I notice now, after years of constant financial worry, that I don’t have a lot to worry about. At least not right now. And here I am, It’s not even 8am yet and I’ve combed through my schedule today and all week, all of my reminders and all of my notes. I created a To Do list that’s both short term and long term. There’s nothing else right now that I can absolutely think of that needs done in this moment.
This makes me think and feel a few ways. Number one, the human being is NEVER okay. You will never be “good”.. In the sense of how you perceived it just now. Good as in like I won’t have to worry ever. YOU WILL. Trust me. You will always find something to worry about.
Number two is that this makes me realize how easy it is to fall apart as a human.
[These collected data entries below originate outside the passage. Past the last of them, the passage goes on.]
/// Create a stream from a JSON graph description.
///
/// # Safety
/// Handle must be valid; name and description must be C strings.
#[no_mangle]
pub unsafe extern "C" fn streamrs_create_stream(
    handle: ManagerHandle,
    name: *const c_char,
    description: *const c_char,
) -> StreamStatus {
    if handle.is_null() {
        return StreamStatus::NullPointer;
    }

    let mgr = &*handle;
    let name = ffi_try!(str_arg(name));
    let description = ffi_try!(str_arg(description));
    status(mgr.registry.create_from_json(name, description))
}

/// Create every stream of a `{ "name": description }` JSON object.
///
/// # Safety
/// Handle must be valid; descriptions must be a C string.
#[no_mangle]
pub unsafe extern "C" fn streamrs_create_multiple_streams(
    handle: ManagerHandle,
    descriptions: *const c_char,
) -> StreamStatus {
    if handle.is_null() {
        return StreamStatus::NullPointer;
    }

    let mgr = &*handle;
    let descriptions = ffi_try!(str_arg(descriptions));
    status(mgr.registry.create_multiple(descriptions))
}

/// Destroy a stream.
///
/// # Safety
/// Handle must be valid; name must be a C string.
#[no_mangle]
pub unsafe extern "C" fn streamrs_destroy_stream(
    handle: ManagerHandle,
    name: *const c_char,
) -> StreamStatus {
    if handle.is_null() {
        return StreamStatus::NullPointer;
    }

    let mgr = &*handle;
    let name = ffi_try!(str_arg(name));
    status(mgr.registry.destroy(name))
}

/// Destroy every stream.
///
/// # Safety
/// Handle must be valid.
#[no_mangle]
pub unsafe extern "C" fn streamrs_destroy_all_streams(handle: ManagerHandle) -> StreamStatus {
    if handle.is_null() {
        return StreamStatus::NullPointer;
    }

    (*handle).registry.destroy_all();
    StreamStatus::Ok
}

/// Send to an entry point in indexed mode.
///
/// # Safety
/// Handle must be valid; name must be a C string; input must be valid.
#[no_mangle]
pub unsafe extern "C" fn streamrs_send_data(
    handle: ManagerHandle,
    name: *const c_char,
    source_index: usize,
    input: *const CInput,
) -> StreamStatus {
    if handle.is_null() || input.is_null() {
        return StreamStatus::NullPointer;
    }

    let mgr = &*handle;
    let name = ffi_try!(str_arg(name));
    let input = ffi_try!((*input).to_input());
    status(mgr.registry.send(name, source_index, input))
}

/// Send to an entry point and receive the unique id of the result.
///
/// # Safety
/// Handle must be valid; name must be a C string; input and out_id must be valid.
#[no_mangle]
pub unsafe extern "C" fn streamrs_send_data_with_unique_id(
    handle: ManagerHandle,
    name: *const c_char,
    source_index: usize,
    input: *const CInput,
    out_id: *mut u64,
) -> StreamStatus {
    if handle.is_null() || input.is_null() || out_id.is_null() {
        return StreamStatus::NullPointer;
    }

    let mgr = &*handle;
    let name = ffi_try!(str_arg(name));
    let input = ffi_try!((*input).to_input());
    *out_id = ffi_try!(mgr.registry.send_with_id(name, source_index, input).map_err(fail));

    StreamStatus::Ok
}

/// Send `count` inputs to `count` entry points under one unique id.
///
/// # Safety
/// Handle must be valid; name must be a C string; source_indices and inputs
/// must hold `count` elements; out_id must be valid.
#[no_mangle]
pub unsafe extern "C" fn streamrs_send_multi_data_with_unique_id(
    handle: ManagerHandle,
    name: *const c_char,
    source_indices: *const usize,
    inputs: *const CInput,
    count: usize,
    out_id: *mut u64,
) -> StreamStatus {
    if handle.is_null() || source_indices.is_null() || inputs.is_null() || out_id.is_null() {
        return StreamStatus::NullPointer;
    }
    if count == 0 {
        return StreamStatus::InvalidArgument;
    }

    let mgr = &*handle;
    let name = ffi_try!(str_arg(name));
    let sources: Vec<SourceSelector> = std::slice::from_raw_parts(source_indices, count)
        .iter()
        .map(|&i| SourceSelector::Index(i))
        .collect();
    let inputs = ffi_try!(std::slice::from_raw_parts(inputs, count)
        .iter()
        .map(|c| c.to_input())
        .collect::<Result<Vec<DataInput>, _>>());

    *out_id = ffi_try!(mgr.registry.send_multi(name, &sources, inputs).map_err(fail));

    StreamStatus::Ok
}

/// Take the oldest result of an exit point (indexed mode).
///
/// A timeout of 0 uses the manager's default.
///
/// # Safety
/// Handle must be valid; name must be a C string; out must be valid.
#[no_mangle]
pub unsafe extern "C" fn streamrs_get_result(
    handle: ManagerHandle,
    name: *const c_char,
    sink_index: usize,
    timeout_ms: u32,
    out: *mut COutput,
) -> StreamStatus {
    if handle.is_null() || out.is_null() {
        return StreamStatus::NullPointer;
    }

    let mgr = &*handle;
    let name = ffi_try!(str_arg(name));
    let output = ffi_try!(mgr
        .registry
        .get_result(name, sink_index, mgr.timeout(timeout_ms))
        .map_err(fail));
    *out = ffi_try!(COutput::from_output(&output));

    StreamStatus::Ok
}
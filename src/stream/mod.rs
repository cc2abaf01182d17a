//! Streams and the bookkeeping that correlates their results.

pub mod correlation;
pub mod instance;
pub mod mode;
pub mod queue;
pub mod stats;

pub use correlation::{CorrelationTable, DeliverOutcome, DiscardReason};
pub use instance::{PipelineInstance, StreamState};
pub use mode::TransmissionMode;
pub use queue::{BlockingResultQueue, PushOutcome};
pub use stats::StreamStats;
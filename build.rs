//! Generates the C header for the `streamrs_*` FFI surface.

use std::env;
use std::path::PathBuf;

fn main() {
    let crate_dir = env::var("CARGO_MANIFEST_DIR").unwrap();
    let output_dir = PathBuf::from(&crate_dir).join("include");

    std::fs::create_dir_all(&output_dir).unwrap();

    let config = cbindgen::Config::from_file("cbindgen.toml").unwrap_or_default();

    // Header generation is best effort.
    match cbindgen::Builder::new()
        .with_crate(&crate_dir)
        .with_config(config)
        .with_language(cbindgen::Language::C)
        .with_include_guard("STREAMRS_H")
        .generate()
    {
        Ok(bindings) => {
            bindings.write_to_file(output_dir.join("streamrs.h"));
        }
        Err(err) => {
            println!("cargo:warning=unable to generate C bindings: {err}");
        }
    }

    println!("cargo:rerun-if-changed=src/");
    println!("cargo:rerun-if-changed=cbindgen.toml");
}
Honestly. When I don’t have a lot to worry about, my mind reverts to celebration mode. Not necessarily relaxation mode, It goes to party mode. What’s next for fun? What’s next to make me better? I am ALWAYS asking these questions.
But as annoying as it kind of feels to feel like this even when I now I don’t need to worry. It makes me think… Maybe the only reason I got here was my constant ability to handle pressure and prepare for worry/issues in my days and weeks. Maybe I worry about the right things, and that’s led me to the right places..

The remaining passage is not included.